Stored data:
────
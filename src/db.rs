use rusqlite::Connection;
use std::sync::Mutex;

const SCHEMA: &str = include_str!("schema.sql");

pub struct Db {
    conn: Mutex<Connection>,
}

impl Db {
    pub fn open(path: &str) -> Result<Self, rusqlite::Error> {
        let conn = Connection::open(path)?;
        conn.execute_batch("PRAGMA journal_mode=WAL; PRAGMA busy_timeout=5000;")?;
        conn.execute_batch(SCHEMA)?;
        Ok(Db {
            conn: Mutex::new(conn),
        })
    }

    pub fn open_in_memory() -> Result<Self, rusqlite::Error> {
        let conn = Connection::open_in_memory()?;
        conn.execute_batch(SCHEMA)?;
        Ok(Db {
            conn: Mutex::new(conn),
        })
    }

    pub fn with_conn<F, T>(&self, f: F) -> Result<T, rusqlite::Error>
    where
        F: FnOnce(&mut Connection) -> Result<T, rusqlite::Error>,
    {
        // A panic mid-statement leaves nothing half-applied in SQLite.
        let mut conn = self.conn.lock().unwrap_or_else(|poisoned| poisoned.into_inner());
        f(&mut conn)
    }
}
────
Exercise prompt: Copy out the lines above that hold the string "Mutex".

Solution for this task:
use std::sync::Mutex;
    conn: Mutex<Connection>,
            conn: Mutex::new(conn),
            conn: Mutex::new(conn),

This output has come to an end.